[DATA SHOWN Boundary: Start]
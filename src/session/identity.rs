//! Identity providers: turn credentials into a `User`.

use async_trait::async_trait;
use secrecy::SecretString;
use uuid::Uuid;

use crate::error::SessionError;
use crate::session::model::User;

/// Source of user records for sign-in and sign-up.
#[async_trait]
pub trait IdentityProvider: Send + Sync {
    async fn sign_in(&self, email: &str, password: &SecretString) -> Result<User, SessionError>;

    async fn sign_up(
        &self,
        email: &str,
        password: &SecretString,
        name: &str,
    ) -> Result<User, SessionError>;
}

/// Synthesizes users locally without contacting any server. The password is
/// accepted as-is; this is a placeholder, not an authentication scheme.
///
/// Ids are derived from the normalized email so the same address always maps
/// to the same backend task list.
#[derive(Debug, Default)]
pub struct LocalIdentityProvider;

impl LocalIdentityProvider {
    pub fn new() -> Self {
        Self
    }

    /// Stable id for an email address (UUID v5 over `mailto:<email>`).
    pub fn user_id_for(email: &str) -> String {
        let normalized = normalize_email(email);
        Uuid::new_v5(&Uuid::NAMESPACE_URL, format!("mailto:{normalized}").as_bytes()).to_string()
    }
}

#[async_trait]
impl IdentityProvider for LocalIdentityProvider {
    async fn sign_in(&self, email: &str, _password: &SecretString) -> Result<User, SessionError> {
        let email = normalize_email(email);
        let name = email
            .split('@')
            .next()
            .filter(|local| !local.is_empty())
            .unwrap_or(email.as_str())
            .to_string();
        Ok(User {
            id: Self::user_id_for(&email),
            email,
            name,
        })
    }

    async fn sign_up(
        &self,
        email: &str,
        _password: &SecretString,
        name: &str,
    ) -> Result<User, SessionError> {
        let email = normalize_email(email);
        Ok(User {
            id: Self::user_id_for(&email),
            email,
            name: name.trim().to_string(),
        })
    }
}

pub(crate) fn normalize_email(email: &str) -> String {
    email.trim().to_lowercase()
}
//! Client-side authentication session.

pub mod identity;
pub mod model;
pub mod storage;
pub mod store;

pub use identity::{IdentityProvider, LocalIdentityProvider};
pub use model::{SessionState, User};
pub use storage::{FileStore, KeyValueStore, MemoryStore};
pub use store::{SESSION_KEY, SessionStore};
[DATA SHOWN Boundary: End]
▶ [PROBLEM TO SOLVE]
Set apart and copy each line of the records that holds the word "crate".

▶ [EXERCISE ANSWER]
use crate::error::SessionError;
use crate::session::model::User;
pub(crate) fn normalize_email(email: &str) -> String {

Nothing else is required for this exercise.